Le juge judiciaire est saisi par des riverains qui demandent de mettre un fin à ce qu'ils considèrent comme une exposition à un risque sanitaire. Invoquant le principe de précaution, la Cour d'appel de Versailles, dans une décision du 4 février 2009, constate que l'opérateur aurait pu s'exonérer de sa responsabilité s'il avait démontré avoir pris des mesures de précaution, par exemple l'éloignement des antennes des personnes les plus vulnérables. En l'absence de telles mesures, il est condamné à verser aux demandeurs des dommages et intérêts. Le tribunal de grande instance de Carpentras, le 16 février 2009, exige, quant à lui, le démontage de l'antenne litigieuse. Quant au tribunal de grande instance d'Angers saisi en référé le 5 mars 2009, il a ordonné purement et simplement l'interdiction d'un projet d'implantation d'antennes relais. Pour ces juridictions, l'exposition à un risque sanitaire, même hypothétique, constitue une forme nouvelle de risque de voisinage. On observe cependant que ces décisions sont celles des juges du fond, et que la Cour de cassation ne s'est pas encore prononcée sur cette question. 

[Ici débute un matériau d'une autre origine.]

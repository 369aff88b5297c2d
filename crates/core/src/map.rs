//! Authoritative map state: the node tree, its cross connections, and the
//! map-wide lifecycle and option fields.
//!
//! All mutations are atomic per intent: every operation validates fully
//! before touching state, so a failed intent leaves the map untouched.

use chrono::Utc;
use serde::{Deserialize, Serialize};
use uuid::Uuid;

use crate::diff::Snapshot;
use crate::error::CoreError;
use crate::node::Node;
use crate::types::{MapId, NodeId, Timestamp};

// ---------------------------------------------------------------------------
// Lifecycle constants
// ---------------------------------------------------------------------------

/// Default number of idle days before a map is soft-deleted by the reaper.
pub const DEFAULT_DELETE_AFTER_DAYS: i32 = 30;

// ---------------------------------------------------------------------------
// Connection
// ---------------------------------------------------------------------------

/// A simple line between two nodes of the same map, independent of the
/// tree's parent/child edges. Cascade-deleted when either endpoint goes.
#[derive(Debug, Clone, PartialEq, Serialize, Deserialize)]
#[serde(rename_all = "camelCase")]
pub struct Connection {
    pub id: Uuid,
    pub from_node_id: NodeId,
    pub to_node_id: NodeId,
    #[serde(default)]
    pub color: Option<String>,
    #[serde(default)]
    pub width: Option<f64>,
}

// ---------------------------------------------------------------------------
// Map options
// ---------------------------------------------------------------------------

/// Map-wide presentation and permission options. Changing these requires
/// admin capability.
#[derive(Debug, Clone, PartialEq, Serialize, Deserialize)]
#[serde(rename_all = "camelCase")]
pub struct MapOptions {
    pub font_min_size: u32,
    pub font_max_size: u32,
    pub font_increment: u32,
    /// When `false`, guests may not mutate nodes or connections.
    pub guest_write: bool,
}

impl Default for MapOptions {
    fn default() -> Self {
        Self {
            font_min_size: 15,
            font_max_size: 70,
            font_increment: 5,
            guest_write: true,
        }
    }
}

// ---------------------------------------------------------------------------
// Map content (the history snapshot unit)
// ---------------------------------------------------------------------------

/// Everything the undo/redo history snapshots: nodes plus connections.
#[derive(Debug, Clone, Default, PartialEq, Serialize, Deserialize)]
pub struct MapContent {
    #[serde(rename = "data")]
    pub nodes: Snapshot<Node>,
    pub connections: Snapshot<Connection>,
}

/// Result of a cascading node removal.
#[derive(Debug, Clone, PartialEq)]
pub struct RemovedSubtree {
    /// The removed node and all its descendants.
    pub node_ids: Vec<NodeId>,
    /// Connections dropped because an endpoint was removed.
    pub connection_ids: Vec<Uuid>,
}

impl MapContent {
    /// Content of a fresh map: a single root node, no connections.
    pub fn with_root(root: Node) -> Self {
        let mut nodes = Snapshot::new();
        nodes.insert(root.id, root);
        Self {
            nodes,
            connections: Snapshot::new(),
        }
    }

    /// Id of the root node.
    pub fn root_id(&self) -> Option<NodeId> {
        self.nodes.values().find(|n| n.is_root()).map(|n| n.id)
    }

    /// Insert a batch of nodes; all-or-nothing.
    ///
    /// Every node must be new, non-root, and reference a parent that exists
    /// either in the map or earlier in the same batch (so a subtree can be
    /// pasted in one intent).
    pub fn add_nodes(&mut self, nodes: &[Node]) -> Result<(), CoreError> {
        let mut incoming: Vec<Uuid> = Vec::with_capacity(nodes.len());
        for node in nodes {
            let Some(parent) = node.parent else {
                return Err(CoreError::Validation(
                    "a map has exactly one root node".to_string(),
                ));
            };
            if self.nodes.contains_key(&node.id) || incoming.contains(&node.id) {
                return Err(CoreError::Validation(format!(
                    "node {} already exists",
                    node.id
                )));
            }
            if !self.nodes.contains_key(&parent) && !incoming.contains(&parent) {
                return Err(CoreError::NodeNotFound(parent));
            }
            incoming.push(node.id);
        }
        for node in nodes {
            self.nodes.insert(node.id, node.clone());
        }
        Ok(())
    }

    /// Replace an existing node's properties. The root keeps its root
    /// status; no node may be reparented onto a missing node.
    pub fn update_node(&mut self, node: &Node) -> Result<(), CoreError> {
        let current = self
            .nodes
            .get(&node.id)
            .ok_or(CoreError::NodeNotFound(node.id))?;
        if current.is_root() != node.is_root() {
            return Err(CoreError::Validation(
                "the root node cannot be reparented".to_string(),
            ));
        }
        if let Some(parent) = node.parent {
            if !self.nodes.contains_key(&parent) {
                return Err(CoreError::NodeNotFound(parent));
            }
        }
        self.nodes.insert(node.id, node.clone());
        Ok(())
    }

    /// Remove a node, its entire subtree, and every connection touching a
    /// removed node. The root cannot be removed.
    pub fn remove_node(&mut self, id: NodeId) -> Result<RemovedSubtree, CoreError> {
        let node = self.nodes.get(&id).ok_or(CoreError::NodeNotFound(id))?;
        if node.is_root() {
            return Err(CoreError::Validation(
                "the root node cannot be removed".to_string(),
            ));
        }

        let node_ids = self.subtree_of(id);
        for node_id in &node_ids {
            self.nodes.remove(node_id);
        }

        let connection_ids: Vec<Uuid> = self
            .connections
            .values()
            .filter(|c| node_ids.contains(&c.from_node_id) || node_ids.contains(&c.to_node_id))
            .map(|c| c.id)
            .collect();
        for connection_id in &connection_ids {
            self.connections.remove(connection_id);
        }

        Ok(RemovedSubtree {
            node_ids,
            connection_ids,
        })
    }

    /// Add a cross connection. Both endpoints must exist; re-adding an id
    /// replaces the previous value (last writer wins).
    pub fn add_connection(&mut self, connection: &Connection) -> Result<(), CoreError> {
        if !self.nodes.contains_key(&connection.from_node_id) {
            return Err(CoreError::NodeNotFound(connection.from_node_id));
        }
        if !self.nodes.contains_key(&connection.to_node_id) {
            return Err(CoreError::NodeNotFound(connection.to_node_id));
        }
        self.connections.insert(connection.id, connection.clone());
        Ok(())
    }

    /// Remove a cross connection by id.
    pub fn remove_connection(&mut self, id: Uuid) -> Result<Connection, CoreError> {
        self.connections
            .remove(&id)
            .ok_or_else(|| CoreError::Validation(format!("connection {id} not found")))
    }

    /// Ids of `id` and all its descendants, in breadth-first order.
    fn subtree_of(&self, id: NodeId) -> Vec<NodeId> {
        let mut collected = vec![id];
        let mut cursor = 0;
        while cursor < collected.len() {
            let current = collected[cursor];
            cursor += 1;
            for node in self.nodes.values() {
                if node.parent == Some(current) && !collected.contains(&node.id) {
                    collected.push(node.id);
                }
            }
        }
        collected
    }
}

// ---------------------------------------------------------------------------
// Map properties
// ---------------------------------------------------------------------------

/// The public map record: lifecycle fields, options, and content. Never
/// carries the admin id or modification secret.
#[derive(Debug, Clone, PartialEq, Serialize, Deserialize)]
#[serde(rename_all = "camelCase")]
pub struct MapProperties {
    pub uuid: MapId,
    pub created_at: Timestamp,
    pub last_modified: Timestamp,
    #[serde(default)]
    pub deleted_at: Option<Timestamp>,
    pub delete_after_days: i32,
    pub options: MapOptions,
    #[serde(flatten)]
    pub content: MapContent,
}

impl MapProperties {
    /// Allocate a fresh map with a generated uuid and a single root node.
    pub fn new() -> Self {
        let now = Utc::now();
        Self {
            uuid: Uuid::new_v4(),
            created_at: now,
            last_modified: now,
            deleted_at: None,
            delete_after_days: DEFAULT_DELETE_AFTER_DAYS,
            options: MapOptions::default(),
            content: MapContent::with_root(Node::root()),
        }
    }

    /// Bump the modification timestamp.
    pub fn touch(&mut self) {
        self.last_modified = Utc::now();
    }
}

impl Default for MapProperties {
    fn default() -> Self {
        Self::new()
    }
}

#[cfg(test)]
mod tests {
    use super::*;
    use crate::node::Point;

    fn child_of(content: &MapContent) -> Node {
        Node::child(content.root_id().unwrap(), Point { x: 10.0, y: 0.0 })
    }

    #[test]
    fn new_map_has_exactly_one_root() {
        let map = MapProperties::new();
        let roots: Vec<_> = map.content.nodes.values().filter(|n| n.is_root()).collect();
        assert_eq!(roots.len(), 1);
        assert!(map.content.connections.is_empty());
    }

    #[test]
    fn add_nodes_rejects_unknown_parent_without_mutating() {
        let mut content = MapContent::with_root(Node::root());
        let orphan = Node::child(Uuid::new_v4(), Point::default());
        let sibling = child_of(&content);

        // Batch is all-or-nothing: the valid sibling must not land either.
        let result = content.add_nodes(&[sibling, orphan]);
        assert!(matches!(result, Err(CoreError::NodeNotFound(_))));
        assert_eq!(content.nodes.len(), 1);
    }

    #[test]
    fn add_nodes_accepts_parent_within_batch() {
        let mut content = MapContent::with_root(Node::root());
        let child = child_of(&content);
        let grandchild = Node::child(child.id, Point { x: 20.0, y: 0.0 });

        content.add_nodes(&[child, grandchild]).unwrap();
        assert_eq!(content.nodes.len(), 3);
    }

    #[test]
    fn add_nodes_rejects_second_root() {
        let mut content = MapContent::with_root(Node::root());
        let result = content.add_nodes(&[Node::root()]);
        assert!(matches!(result, Err(CoreError::Validation(_))));
    }

    #[test]
    fn update_unknown_node_fails() {
        let mut content = MapContent::with_root(Node::root());
        // Built but never inserted: a stale intent after a remote delete.
        let stray = child_of(&content);
        assert!(matches!(
            content.update_node(&stray),
            Err(CoreError::NodeNotFound(_))
        ));
    }

    #[test]
    fn root_cannot_be_reparented() {
        let mut content = MapContent::with_root(Node::root());
        let child = child_of(&content);
        content.add_nodes(&[child.clone()]).unwrap();

        let mut hijacked = content.nodes[&content.root_id().unwrap()].clone();
        hijacked.parent = Some(child.id);
        assert!(matches!(
            content.update_node(&hijacked),
            Err(CoreError::Validation(_))
        ));
    }

    #[test]
    fn remove_node_cascades_subtree_and_connections() {
        let mut content = MapContent::with_root(Node::root());
        let child = child_of(&content);
        let grandchild = Node::child(child.id, Point { x: 5.0, y: 5.0 });
        let other = child_of(&content);
        content
            .add_nodes(&[child.clone(), grandchild.clone(), other.clone()])
            .unwrap();

        // One connection inside the doomed subtree, one crossing out of it,
        // one untouched.
        let inside = Connection {
            id: Uuid::new_v4(),
            from_node_id: child.id,
            to_node_id: grandchild.id,
            color: None,
            width: None,
        };
        let crossing = Connection {
            id: Uuid::new_v4(),
            from_node_id: other.id,
            to_node_id: grandchild.id,
            color: Some("#ff0000".into()),
            width: Some(2.0),
        };
        let untouched = Connection {
            id: Uuid::new_v4(),
            from_node_id: content.root_id().unwrap(),
            to_node_id: other.id,
            color: None,
            width: None,
        };
        content.add_connection(&inside).unwrap();
        content.add_connection(&crossing).unwrap();
        content.add_connection(&untouched).unwrap();

        let removed = content.remove_node(child.id).unwrap();
        assert_eq!(removed.node_ids.len(), 2);
        assert!(removed.connection_ids.contains(&inside.id));
        assert!(removed.connection_ids.contains(&crossing.id));
        assert!(!removed.connection_ids.contains(&untouched.id));
        assert!(!content.nodes.contains_key(&grandchild.id));
        assert_eq!(content.connections.len(), 1);
    }

    #[test]
    fn root_removal_is_rejected() {
        let mut content = MapContent::with_root(Node::root());
        let root_id = content.root_id().unwrap();
        assert!(matches!(
            content.remove_node(root_id),
            Err(CoreError::Validation(_))
        ));
        assert_eq!(content.nodes.len(), 1);
    }

    #[test]
    fn connection_requires_both_endpoints() {
        let mut content = MapContent::with_root(Node::root());
        let connection = Connection {
            id: Uuid::new_v4(),
            from_node_id: content.root_id().unwrap(),
            to_node_id: Uuid::new_v4(),
            color: None,
            width: None,
        };
        assert!(matches!(
            content.add_connection(&connection),
            Err(CoreError::NodeNotFound(_))
        ));
    }

    #[test]
    fn map_serializes_nodes_under_data_key() {
        let map = MapProperties::new();
        let value = serde_json::to_value(&map).unwrap();
        assert!(value.get("data").is_some());
        assert!(value.get("connections").is_some());
        assert!(value.get("modificationSecret").is_none());
    }

    #[test]
    fn lifecycle_fields_serialize_camel_case() {
        let map = MapProperties::new();
        let value = serde_json::to_value(&map).unwrap();
        assert!(value.get("createdAt").is_some());
        assert!(value.get("lastModified").is_some());
        assert!(value.get("deleteAfterDays").is_some());
        assert!(value.get("last_modified").is_none());
        assert!(value["options"].get("guestWrite").is_some());
    }
}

Le juge administratif s'est montré moins audacieux, saisi quant à lui par les opérateurs de téléphonie mobile contestant des arrêtés municipaux limitant ou interdisant le déploiement de ces antennes. Une  décision du 20 avril 2005 Société Bouygues Télécom, du Conseil d'Etat met fin à des jurisprudences de combat certains tribunaux administratifs et refuse de prendre en considération le principe de précaution dans le cadre du contrôle de légalité. Dans une autre décision du 2 juillet 2008, Soc. SFR il précise ensuite qu'un maire ne peut pas imposer des conditions d'éloignement à ces installations au nom du principe de précaution. 

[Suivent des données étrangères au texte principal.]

//! Live room management.
//!
//! Each open map is owned by exactly one room actor; the registry spawns
//! rooms on first join and evicts them when the last session leaves.

pub mod registry;
pub mod room;

pub use registry::RoomRegistry;
pub use room::{JoinAccepted, RoomHandle};
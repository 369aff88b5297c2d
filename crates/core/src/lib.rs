//! Domain core for the collaborative map engine.
//!
//! This crate has zero internal dependencies and no async runtime (the one
//! exception being the [`storage::MapStorage`] trait, which is async so the
//! persistence layer can implement it against a connection pool). Everything
//! here is pure state and validation: the node tree, the diff engine, the
//! undo/redo history, the overlay store, the wire protocol, and the
//! client-side reconciliation contract.

pub mod access;
pub mod diff;
pub mod error;
pub mod history;
pub mod map;
pub mod node;
pub mod overlay;
pub mod protocol;
pub mod reconcile;
pub mod storage;
pub mod transform;
pub mod types;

Les trois décisions du 26 octobre confirment la jurisprudence antérieure, mais vont également plus loin en précisant cette fois que les élus locaux sont incompétents pour prendre des mesures restreignant le déploiement des antennes relais. 

Police générale et police spéciale

Le Conseil d'Etat affirme en effet que les autorités de l'Etat ont une compétence exclusive pour réglementer l'implantation des antennes relais sur le territoire. Il s'agit donc d'une police spéciale confiée au ministre chargé des communications électroniques, à l'Autorité de régulation des communications électroniques et des postes (ARCEP) et à l'Agence nationale des fréquences (ANF). Il leur appartient, dans le cadre de leurs compétences, de définir les modalités d'implantation des stations électriques ainsi que les mesures éventuelles de protection du public contre les effets des ondes émises. En l'occurrence, la mise en service d'une antenne est subordonnée à une autorisation de l'ANF, délivrée au regard des caractéristiques techniques de la station et de son implantation locale.

Le maire se voit donc exclu de toute intervention au motif que les autorités de l'Etat "peuvent s'appuyer sur une expertise non disponible au plan local".  La police spéciale l'emporte évidemment sur la police générale, et le maire n'est plus fondé à intervenir sur le fondement de son pouvoir de police, sauf évidemment en cas d'urgence ou de circonstances exceptionnelles.

Cette décision porte un nouveau coup au principe de précaution. Le Conseil d'Etat énonce en effet que ce principe ne "saurait avoir ni pour objet ni pour effet de permettre à une autorité publique d'excéder son champ de compétence et d'intervenir en dehors de ses domaines d'application". Autrement dit, même si les  seuils de radiation fixés par décret étaient localement dépassés, les maires demeureraient incompétents pour intervenir en ce domaine. La seule voie de droit dont ils disposent consiste à alerter les autorités compétentes.

La lecture de cette décision incite à s'interroger sur ce "principe de précaution", salué comme une formidable avancée dans la protection de l'environnement, introduit dans la Constitution avec enthousiasme, si souvent invoqué à l'appui de tout et de n'importe quoi, et aujourd'hui victime de l'incertitude de sa propre définition. Faute de parvenir à en préciser les contours, le Conseil d'Etat préfère l'écarter...

Reste à se demander si la Cour de cassation fera la même chose le jour où elle sera saisie d'une affaire relative à ces antennes relais.